So, with that on your mind, What is the best book on bee keeping???
Thanks
Dennis


----------



## alleyyooper (Apr 22, 2005)

If I had to chose just one book to keep of the 10 I have it would be the 1975 edition of The ABC XYZ of bee keeping by A.I. Root.
Bee Keeping by John Vaian would be a close second.

 Al


----------



## popscott (Oct 6, 2004)

Let me throw in a link for some free older books online that you can read at your leisure...... hours of reading

http://bees.library.cornell.edu/b/bees/browse.html

Thanks,
Scott
http://www.justkiddinfarm.com/


----------



## Reptyle (Jul 28, 2005)

Makes ya wonder if you ate honey from bees that had gotten pollen from a marijuana, would you get a buzz (no pun intended)?


----------



## dcross (Aug 12, 2005)

beesource.com


----------



## turtlehead (Jul 22, 2005)

popscott said:


> Let me throw in a link for some free older books online that you can read at your leisure...... hours of reading
> 
> http://bees.library.cornell.edu/b/bees/browse.html


Looks like a great link to bookmark. Thanks!


----------



## Chickieeeee (Mar 26, 2006)

I know that I hate the title of this book, but I found _Beekeeping for Dummies_ very good.

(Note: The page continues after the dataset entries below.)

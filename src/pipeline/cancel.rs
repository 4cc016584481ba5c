//! Cooperative cancellation.
//!
//! Every pipeline loop checks the token at its suspension points (reads,
//! cipher dispatch, writes, joins). Once the flag is observed no new work is
//! scheduled; in-flight tasks settle and `EngineError::Cancelled`
//! propagates. Partial output stays on disk with undefined contents.

use std::sync::atomic::{AtomicBool, Ordering};
use std::sync::Arc;

use crate::types::EngineError;

#[derive(Debug, Clone, Default)]
pub struct CancelToken(Arc<AtomicBool>);

impl CancelToken {
    pub fn new() -> Self {
        Self::default()
    }

    /// Request cancellation. Idempotent, callable from any thread.
    pub fn cancel(&self) {
        self.0.store(true, Ordering::Relaxed);
    }

    pub fn is_cancelled(&self) -> bool {
        self.0.load(Ordering::Relaxed)
    }

    /// `Err(Cancelled)` once the flag is set; used with `?` at suspension
    /// points.
    pub fn check(&self) -> Result<(), EngineError> {
        if self.is_cancelled() {
            Err(EngineError::Cancelled)
        } else {
            Ok(())
        }
    }
}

The woman who was mentoring us told us that we knew as much as she did when she had been beekeeping for about 3-4 years by reading that book. It is quick and easy reading. It took me about 1 week of leisure reading time. 

Chickieeeee


----------



## off_da_grid (May 22, 2007)

dcross said:


> beesource.com


I agree! www.beesource.com


----------



## crafty2002 (Aug 23, 2006)

I want to thank all of you for the info. God willing, I'll have a hive next spring. A lot of learning to do and a short time to get there but I guess as much as I have learned in 52 years I can take on another class amoung the other things I am busy learning. If I can live long enough to learn everything I want to learn, I'll die a smart man, LOL. 
I have already checked out some of them and popscott, that is a good site. Especially as broke as I am. Anything free beats paying when you are limited to a small disability check each month. Seems it runs out before it gets here lately. 
Thanks again for the info everyone.
Dennis


----------



## crafty2002 (Aug 23, 2006)

Chickieee, that title fits me just find because as far as bees goes, I am a dummy, LOL. 
dcross, beesourse.com looks like a great place to learn. It reminds me of the great people at Homesteading Today. 
I'll go to the library tomarrow and check on the books I have listed from these sites. I can set in the recliner and learn instead of breaking my back setting here. 
I am hoping to find something that will give clear enough details for building a hive etc., so I can build my own. I have seen some pictures but I still can't get a grip on how to build them yet. I know as soon as I get the rigth picture it'll be a walk in the park, but I just haven't got it pictured in my mine yet. :baby04: 
I'll get it. Thanks again.
Dennis


----------



## Iddee (Sep 25, 2005)

http://www.beesource.com/plans/index.htm


----------



## alleyyooper (Apr 22, 2005)

Plans and step by step photos are in the sticky post above.

http://homesteadingtoday.com/showthread.php?t=120278

Bee Keeping for Dummies has palns for the whole shooting match except the frames as I remember.

 Al


----------